Alguém tem algum passo a passo de como instalar o kurumin 7 no HD se preferencia no modo texto?

Estou querendo instalar a placa da ragio nele e fiquei sabendo que ele já vem tudo pronto para instalar as placa PCI e configurações tb.

[]'sds

----------


## alessfrei

Kurumin se instala em modo gráfico! A partir do live CD dando boot pelo CD-ROM no setup.
Coloque o live CD do kurumin para dar boot e quando ele terminar de carregar navegue pelo menu iniciar do KDE que encontrará a opção de se instalar no HD.
Siga o processo de instalação.
Apos instalado para iniciar em modo texto Alt+F2.
Qualquer dúvida poste.
Abraço...

----------


## nikollas

falow, Obrigado...

----------


## eniocsj

O Kuruma só entra em modo gráfico após o primeiro boot.

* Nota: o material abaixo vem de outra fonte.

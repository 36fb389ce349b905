//! HTTP 服务器组装与启动
//!
//! `build_router` 负责把各资源路由、认证中间件和 tower 层叠起来，
//! 集成测试直接复用它；`Server::run` 在其上加监听和优雅退出。

use std::net::Ipv4Addr;
use std::time::Instant;

use axum::extract::DefaultBodyLimit;
use axum::{Router, middleware};
use tower_http::compression::CompressionLayer;
use tower_http::cors::CorsLayer;

use crate::auth::require_auth;
use crate::core::{Config, ServerState};
use crate::utils::{AppError, AppResult};

/// 访问日志，每个请求一条，target 固定为 `http_access`
async fn log_request(
    request: http::Request<axum::body::Body>,
    next: middleware::Next,
) -> http::Response<axum::body::Body> {
    let method = request.method().clone();
    let uri = request.uri().clone();
    let started = Instant::now();

    let response = next.run(request).await;

    tracing::info!(
        target: "http_access",
        "{} {} {} ({}ms)",
        method,
        uri,
        response.status(),
        started.elapsed().as_millis()
    );
    response
}

/// 组装完整路由
///
/// 层次从内到外：业务路由 → 认证中间件 → CORS/压缩/请求体上限 → 访问日志。
/// `require_auth` 挂在整个路由上，公共路径在中间件内部放行。
pub fn build_router(state: ServerState) -> Router {
    let body_limit = state.config.max_upload_bytes;

    let api = Router::<ServerState>::new()
        .merge(crate::api::health::router())
        .merge(crate::api::auth::router())
        .merge(crate::api::users::router())
        .merge(crate::api::employees::router())
        .merge(crate::api::timesheets::router())
        .merge(crate::api::leaves::router())
        .merge(crate::api::documents::router())
        .merge(crate::api::customers::router())
        .merge(crate::api::projects::router())
        .merge(crate::api::allocations::router());

    api.layer(middleware::from_fn_with_state(state.clone(), require_auth))
        .with_state(state)
        .layer(CorsLayer::permissive())
        .layer(CompressionLayer::new())
        .layer(DefaultBodyLimit::max(body_limit))
        .layer(middleware::from_fn(log_request))
}

async fn shutdown_signal() {
    let _ = tokio::signal::ctrl_c().await;
    tracing::info!("Shutdown signal received");
}

/// HTTP 服务器
pub struct Server {
    config: Config,
    state: ServerState,
}

impl Server {
    /// 用已初始化的状态建服务器，状态同时供后台任务和测试使用
    pub fn with_state(config: Config, state: ServerState) -> Self {
        Self { config, state }
    }

    /// 绑定端口、启动后台任务并一直服务到收到退出信号
    pub async fn run(&self) -> AppResult<()> {
        let tasks = self.state.start_background_tasks();
        let app = build_router(self.state.clone());

        let listener = tokio::net::TcpListener::bind((Ipv4Addr::UNSPECIFIED, self.config.http_port))
            .await
            .map_err(|e| {
                AppError::internal(format!("Failed to bind port {}: {e}", self.config.http_port))
            })?;
        if let Ok(addr) = listener.local_addr() {
            tracing::info!(%addr, "HRMS server listening");
        }

        axum::serve(listener, app)
            .with_graceful_shutdown(shutdown_signal())
            .await
            .map_err(|e| AppError::internal(format!("Server error: {e}")))?;

        tasks.shutdown().await;
        Ok(())
    }
}
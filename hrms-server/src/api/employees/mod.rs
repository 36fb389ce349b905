//! 员工档案 API
//!
//! 读写权限不同但共享路径，授权在处理函数内检查。

pub mod handler;

use axum::{
    Router,
    routing::{get, post},
};

use crate::core::ServerState;

pub fn router() -> Router<ServerState> {
    Router::new().nest("/api/employees", routes())
}

fn routes() -> Router<ServerState> {
    Router::new()
        .route("/", post(handler::create).get(handler::list))
        .route("/my-team", get(handler::my_team))
        .route(
            "/{id}",
            get(handler::get_one)
                .put(handler::update)
                .delete(handler::remove),
        )
}
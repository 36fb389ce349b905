//! 仓储层
//!
//! 每张表一个子模块，全部是拿 `&SqlitePool` 的自由函数。
//! 仓储内部用 [`RepoError`]，出了 handler 边界再换成 `AppError`。

pub mod customer;
pub mod daily_timesheet;
pub mod document;
pub mod employee;
pub mod leave;
pub mod project;
pub mod resource_allocation;
pub mod session;
pub mod user;
pub mod weekly_timesheet;

use shared::error::{AppError, ErrorCode};
use thiserror::Error;

pub type RepoResult<T> = Result<T, RepoError>;

/// 仓储层错误
#[derive(Debug, Error)]
pub enum RepoError {
    #[error("Not found: {0}")]
    NotFound(String),

    #[error("Duplicate: {0}")]
    Duplicate(String),

    #[error("Database error: {0}")]
    Database(String),

    #[error("Validation error: {0}")]
    Validation(String),
}

impl From<sqlx::Error> for RepoError {
    fn from(err: sqlx::Error) -> Self {
        // UNIQUE 约束冲突单独成类，handler 才能映射为 409
        match &err {
            sqlx::Error::Database(db) if db.is_unique_violation() => {
                Self::Duplicate(db.message().to_string())
            }
            _ => Self::Database(err.to_string()),
        }
    }
}

impl From<RepoError> for AppError {
    fn from(err: RepoError) -> Self {
        match err {
            RepoError::NotFound(msg) => AppError::with_message(ErrorCode::NotFound, msg),
            RepoError::Duplicate(msg) => AppError::with_message(ErrorCode::AlreadyExists, msg),
            RepoError::Validation(msg) => AppError::validation(msg),
            RepoError::Database(msg) => {
                tracing::error!(error = %msg, "Repository database error");
                AppError::database(msg)
            }
        }
    }
}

DEPOIS, vc. deve editar o arquivo /etc/inittab. Lá vc. vai encontrar uma linha assim:



> id:5:initdefault:


Esse 5 significa que após ele ler o init e o /etc/rcS.d/*, ele vai ler todo o /etc/rc5.d (dê um _ls -la_ para saber quais os arquivos). Esse runlevel entra direto no modo gráfico.
Em modo texto, vc. deve colocar outro runlevel. No meu caso eu uso esse:



> [email protected]:/etc/rc2.d$ cat /etc/inittab |grep initdefault
> *id:2:initdefault:*


Quer dizer, ao invés de ler o diretório rc5.d ele lê o rc*2*.d . Se vc. quiser desabilitar algum serviço contido nesse diretório, troque o S inicial por K (S de "Start", K de "Kill").

----------


## nikollas

Amigos estou querendo instalar o kurumin para gerencia placas da RAGIO, alguém já fez isto? caso sim poderiamos negocia o valor do serviços.

falow
[]'s

----------


## eniocsj

Creio que nesse caso seu post deveria ser direcionado para wireless ou Redes/Protocolos.Com certeza lá vc. vai encontrar gente mais entendida no assunto.

----------


## nikollas

> Creio que nesse caso seu post deveria ser direcionado para wireless ou Redes/Protocolos.Com certeza lá vc. vai encontrar gente mais entendida no assunto.


blz, vou colocar lá...

----------